German Camping Trip | The Poke:


----------



## rottiontour (Jan 26, 2014)

....not a wildcamper i guess.


----------



## wineciccio (Jan 26, 2014)

Hey that's my mate, Heinz or is it Muller???


----------



## Randonneur (Jan 26, 2014)

He forgot the helicopter!!!!


----------



## n brown (Jan 26, 2014)

you may laugh,but a German guy turned up at Taghazoute with a converted UN ambulance,4wd of course,pulling a Jeep on an A frame.on a rack on the back he had one of those 750cc bikes they use on the Dakar race.first he unloaded an inflatable with an outboard and went for a spin,then later I heard a buzzing noise and the bugger flew past hanging from a powered parafoil ! when I met him I just said 'you *******!' he asked what the problem was and I said 'not only are you obviously loaded,not only have you got all the toys.but you just had to be tall and handsome too,didn't you'' turned out he had a sense of humour,which he must have picked up when visiting England once


----------



## Deleted member 2636 (Jan 27, 2014)

I'm still trying to work out how he loads the RIB


----------



## donkey too (Jan 27, 2014)

I wonder if the trailer lift is electric or hand operated?


----------



## jenks (Jan 27, 2014)

A true hero!

I like that they are still camping because they can! When people say about winning the lottery and never camping again it's the Ritza or Hilton all the way, in my mind they are losers they've won money and lost soul. This person clearly has money (or lots of debts!) and still enjoys life.

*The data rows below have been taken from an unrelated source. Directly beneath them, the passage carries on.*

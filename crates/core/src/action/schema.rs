//! Compiled JSON Schemas for action inputs and outputs.

use jsonschema::Validator;

/// A schema compiled once at registration time.
pub struct CompiledSchema {
    raw: serde_json::Value,
    validator: Validator,
}

impl CompiledSchema {
    /// Compile a JSON Schema. Returns the compiler's message on failure.
    pub fn compile(schema: &serde_json::Value) -> Result<Self, String> {
        let validator = jsonschema::validator_for(schema).map_err(|e| e.to_string())?;
        Ok(Self {
            raw: schema.clone(),
            validator,
        })
    }

    pub fn raw(&self) -> &serde_json::Value {
        &self.raw
    }

    pub fn is_valid(&self, instance: &serde_json::Value) -> bool {
        self.validator.is_valid(instance)
    }

    /// Every violation as `"<path>: <message>"`, empty when valid.
    pub fn violations(&self, instance: &serde_json::Value) -> Vec<String> {
        self.validator
            .iter_errors(instance)
            .map(|error| {
                let path = error.instance_path.to_string();
                if path.is_empty() {
                    error.to_string()
                } else {
                    format!("{path}: {error}")
                }
            })
            .collect()
    }
}

impl std::fmt::Debug for CompiledSchema {
    fn fmt(&self, f: &mut std::fmt::Formatter<'_>) -> std::fmt::Result {
        f.debug_struct("CompiledSchema").field("raw", &self.raw).finish()
    }
}
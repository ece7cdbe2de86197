//! Error types for the protocol crate.

use thiserror::Error;

/// Protocol error type.
#[derive(Debug, Error, PartialEq, Eq)]
pub enum ProtocolError {
    /// The address could not be turned into a WebSocket URL.
    #[error("invalid endpoint URL {url:?}: {reason}")]
    InvalidUrl {
        /// The address as normalized so far.
        url: String,
        /// Parser message.
        reason: String,
    },

    /// The URL uses a scheme other than ws or wss after normalization.
    #[error("unsupported URL scheme: {0}")]
    UnsupportedScheme(String),

    /// The URL does not name a host.
    #[error("endpoint URL has no host: {0}")]
    MissingHost(String),
}

/// Result type alias for protocol operations.
pub type Result<T> = std::result::Result<T, ProtocolError>;

#[cfg(test)]
mod tests {
    use super::*;

    #[test]
    fn test_error_display() {
        let err = ProtocolError::InvalidUrl {
            url: "ws://[::1".to_string(),
            reason: "invalid IPv6 address".to_string(),
        };
        assert_eq!(
            err.to_string(),
            "invalid endpoint URL \"ws://[::1\": invalid IPv6 address"
        );

        let err = ProtocolError::UnsupportedScheme("ftp".to_string());
        assert_eq!(err.to_string(), "unsupported URL scheme: ftp");
    }
}
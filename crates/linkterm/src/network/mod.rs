//! WebSocket plumbing shared by the server and client roles.
//!
//! - [`classify`] sorts transport errors into the three classes the pumps
//!   care about
//! - [`close_message`] builds the normal-closure frame both roles send
//! - [`proxy`] dials through SOCKS5 or HTTP CONNECT proxies

pub mod proxy;

use std::borrow::Cow;
use std::io;

use tokio_tungstenite::tungstenite::error::ProtocolError as WsProtocolError;
use tokio_tungstenite::tungstenite::protocol::frame::coding::CloseCode;
use tokio_tungstenite::tungstenite::protocol::CloseFrame;
use tokio_tungstenite::tungstenite::{Error as WsError, Message as WsMessage};

pub use proxy::{Proxy, ProxyError};

/// Close reason sent by the server when the shell exits.
pub const SESSION_ENDED_REASON: &str = "Terminal session ended";

/// Close reason sent by the client when it leaves.
pub const CLIENT_DISCONNECTED_REASON: &str = "Client disconnected";

/// How a transport error should be treated.
#[derive(Debug, Clone, Copy, PartialEq, Eq)]
pub enum ErrorClass {
    /// The peer went away without a close handshake. Expected, logged at info.
    UnexpectedClosure,
    /// The connection was already shut down locally. Suppressed.
    AlreadyClosed,
    /// Anything else. Logged at error, once per session.
    Other,
}

/// Classify a WebSocket error.
pub fn classify(error: &WsError) -> ErrorClass {
    match error {
        WsError::ConnectionClosed | WsError::AlreadyClosed => ErrorClass::AlreadyClosed,
        WsError::Protocol(WsProtocolError::ResetWithoutClosingHandshake) => {
            ErrorClass::UnexpectedClosure
        }
        WsError::Io(e) => classify_io(e),
        _ => ErrorClass::Other,
    }
}

fn classify_io(error: &io::Error) -> ErrorClass {
    match error.kind() {
        io::ErrorKind::ConnectionReset
        | io::ErrorKind::ConnectionAborted
        | io::ErrorKind::BrokenPipe
        | io::ErrorKind::UnexpectedEof => ErrorClass::UnexpectedClosure,
        io::ErrorKind::NotConnected => ErrorClass::AlreadyClosed,
        _ => ErrorClass::Other,
    }
}

/// A close frame with code 1000 and the given reason.
pub fn close_message(reason: &'static str) -> WsMessage {
    WsMessage::Close(Some(CloseFrame {
        code: CloseCode::Normal,
        reason: Cow::Borrowed(reason),
    }))
}

#[cfg(test)]
mod tests {
    use super::*;

    #[test]
    fn test_classify_closed_states() {
        assert_eq!(classify(&WsError::ConnectionClosed), ErrorClass::AlreadyClosed);
        assert_eq!(classify(&WsError::AlreadyClosed), ErrorClass::AlreadyClosed);
    }

    #[test]
    fn test_classify_reset() {
        let err = WsError::Protocol(WsProtocolError::ResetWithoutClosingHandshake);
        assert_eq!(classify(&err), ErrorClass::UnexpectedClosure);

        let err = WsError::Io(io::Error::from(io::ErrorKind::ConnectionReset));
        assert_eq!(classify(&err), ErrorClass::UnexpectedClosure);

        let err = WsError::Io(io::Error::from(io::ErrorKind::BrokenPipe));
        assert_eq!(classify(&err), ErrorClass::UnexpectedClosure);
    }

    #[test]
    fn test_classify_other() {
        let err = WsError::Io(io::Error::from(io::ErrorKind::PermissionDenied));
        assert_eq!(classify(&err), ErrorClass::Other);

        let err = WsError::Io(io::Error::from(io::ErrorKind::InvalidData));
        assert_eq!(classify(&err), ErrorClass::Other);
    }

    #[test]
    fn test_close_message() {
        match close_message(SESSION_ENDED_REASON) {
            WsMessage::Close(Some(frame)) => {
                assert_eq!(frame.code, CloseCode::Normal);
                assert_eq!(frame.reason, "Terminal session ended");
            }
            other => panic!("unexpected message: {:?}", other),
        }
    }
}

Just remember life isn't a race but when we get to the end we all die - therefore whoever dies with the best toys wins!


----------



## phillybarbour (Jan 29, 2014)

I wish!


----------



## Deleted member 25439 (Jan 29, 2014)

I took a pic of this one while near Ruddesheim.


----------



## groyne (Feb 12, 2014)

Not quite in the same league, but here's my daughter with our alternate forms of transport. 

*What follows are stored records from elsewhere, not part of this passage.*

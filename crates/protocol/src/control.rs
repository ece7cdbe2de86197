//! Control messages multiplexed onto the terminal byte stream.
//!
//! One WebSocket connection carries both terminal bytes and the single
//! control signal, a terminal resize. A resize travels as a text frame whose
//! payload is `resize:<cols>:<rows>`. Terminal input travels as binary
//! frames, so typed input can never be mistaken for a resize. Text frames
//! without the reserved prefix are still accepted as input so that older
//! clients, which sent keystrokes as text, keep working.
//!
//! Malformed resize payloads are dropped without an error: a bad resize is
//! never a reason to end a session.

/// Reserved prefix of a resize control payload.
pub const RESIZE_PREFIX: &str = "resize:";

/// Terminal dimensions in character cells.
#[derive(Debug, Clone, Copy, PartialEq, Eq, Hash)]
pub struct TerminalSize {
    /// Width in columns.
    pub cols: u16,
    /// Height in rows.
    pub rows: u16,
}

impl TerminalSize {
    /// Create a size from columns and rows.
    pub const fn new(cols: u16, rows: u16) -> Self {
        Self { cols, rows }
    }

    /// Whether both dimensions are non-zero.
    pub fn is_valid(self) -> bool {
        self.cols > 0 && self.rows > 0
    }
}

impl Default for TerminalSize {
    fn default() -> Self {
        Self::new(80, 24)
    }
}

/// One inbound message as seen by the bridge, independent of the transport
/// library that delivered it.
#[derive(Debug, Clone, PartialEq, Eq)]
pub enum Frame {
    /// A text-typed message.
    Text(String),
    /// A binary-typed message.
    Binary(Vec<u8>),
}

/// A decoded client message.
#[derive(Debug, Clone, PartialEq, Eq)]
pub enum ControlMessage {
    /// Apply new dimensions to the PTY.
    Resize(TerminalSize),
    /// Forward bytes to the PTY.
    Data(Vec<u8>),
}

/// Encode a resize notification payload.
pub fn encode_resize(size: TerminalSize) -> String {
    format!("{}{}:{}", RESIZE_PREFIX, size.cols, size.rows)
}

/// Parse a resize payload.
///
/// Returns `None` when the prefix is absent, when the payload does not hold
/// exactly two decimal fields, or when a field is zero, negative or larger
/// than `u16::MAX`.
pub fn parse_resize(text: &str) -> Option<TerminalSize> {
    let rest = text.strip_prefix(RESIZE_PREFIX)?;

    let mut fields = rest.split(':');
    let cols = fields.next()?;
    let rows = fields.next()?;
    if fields.next().is_some() {
        return None;
    }

    let cols = parse_dimension(cols)?;
    let rows = parse_dimension(rows)?;
    Some(TerminalSize::new(cols, rows))
}

fn parse_dimension(field: &str) -> Option<u16> {
    let value: i64 = field.parse().ok()?;
    if value <= 0 {
        return None;
    }
    u16::try_from(value).ok()
}

/// Decode a frame received from a client.
///
/// Returns `None` for frames that must be dropped: resize payloads that fail
/// to parse or carry a non-positive dimension.
pub fn decode_client_frame(frame: Frame) -> Option<ControlMessage> {
    match frame {
        Frame::Binary(bytes) => Some(ControlMessage::Data(bytes)),
        Frame::Text(text) => {
            if text.starts_with(RESIZE_PREFIX) {
                parse_resize(&text).map(ControlMessage::Resize)
            } else {
                Some(ControlMessage::Data(text.into_bytes()))
            }
        }
    }
}

#[cfg(test)]
mod tests {
    use super::*;

    #[test]
    fn test_encode_resize() {
        assert_eq!(encode_resize(TerminalSize::new(120, 40)), "resize:120:40");
        assert_eq!(encode_resize(TerminalSize::new(1, 1)), "resize:1:1");
    }

    #[test]
    fn test_resize_roundtrip_preserves_dimensions() {
        for size in [
            TerminalSize::new(1, 1),
            TerminalSize::new(80, 24),
            TerminalSize::new(u16::MAX, u16::MAX),
        ] {
            assert_eq!(parse_resize(&encode_resize(size)), Some(size));
        }
    }

    #[test]
    fn test_parse_resize_rejects_non_positive() {
        assert_eq!(parse_resize("resize:0:40"), None);
        assert_eq!(parse_resize("resize:120:0"), None);
        assert_eq!(parse_resize("resize:-1:40"), None);
        assert_eq!(parse_resize("resize:120:-40"), None);
    }

    #[test]
    fn test_parse_resize_rejects_malformed() {
        assert_eq!(parse_resize("resize:"), None);
        assert_eq!(parse_resize("resize:abc:40"), None);
        assert_eq!(parse_resize("resize:120"), None);
        assert_eq!(parse_resize("resize:120:40:1"), None);
        assert_eq!(parse_resize("resize: 120:40"), None);
        assert_eq!(parse_resize("resize:120:40\n"), None);
        assert_eq!(parse_resize("resize:70000:40"), None);
        assert_eq!(parse_resize("size:120:40"), None);
    }

    #[test]
    fn test_decode_binary_is_data() {
        let decoded = decode_client_frame(Frame::Binary(b"resize:1:1".to_vec()));
        assert_eq!(decoded, Some(ControlMessage::Data(b"resize:1:1".to_vec())));
    }

    #[test]
    fn test_decode_text_resize() {
        let decoded = decode_client_frame(Frame::Text("resize:120:40".to_string()));
        assert_eq!(
            decoded,
            Some(ControlMessage::Resize(TerminalSize::new(120, 40)))
        );
    }

    #[test]
    fn test_decode_invalid_resize_is_dropped() {
        assert_eq!(decode_client_frame(Frame::Text("resize:0:40".to_string())), None);
        assert_eq!(decode_client_frame(Frame::Text("resize:x:y".to_string())), None);
    }

    #[test]
    fn test_decode_plain_text_is_data() {
        let decoded = decode_client_frame(Frame::Text("echo hi\n".to_string()));
        assert_eq!(decoded, Some(ControlMessage::Data(b"echo hi\n".to_vec())));

        let decoded = decode_client_frame(Frame::Text(String::new()));
        assert_eq!(decoded, Some(ControlMessage::Data(Vec::new())));
    }

    #[test]
    fn test_terminal_size_validity() {
        assert!(TerminalSize::new(80, 24).is_valid());
        assert!(!TerminalSize::new(0, 24).is_valid());
        assert!(!TerminalSize::new(80, 0).is_valid());
        assert_eq!(TerminalSize::default(), TerminalSize::new(80, 24));
    }
}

Suppose they beat the skateboard and bodyboard.:lol-053:


----------



## suej (Feb 12, 2014)

Oo that bottom picture looks like Redcar with those awful wind turbines at the mouth of the Tees, just to digress. Sorry!

Sue


----------



## Deleted member 20892 (Feb 12, 2014)

suej said:


> Oo that bottom picture looks like Redcar with those awful wind turbines at the mouth of the Tees, just to digress. Sorry!
> 
> Sue



Spent a night on the sea front at marske the other week, thought it were ok, but headed back to Saltburn in the morning.!

JT


----------



## Luckheart (Feb 13, 2014)

It's pretty cool having a cable car though!


----------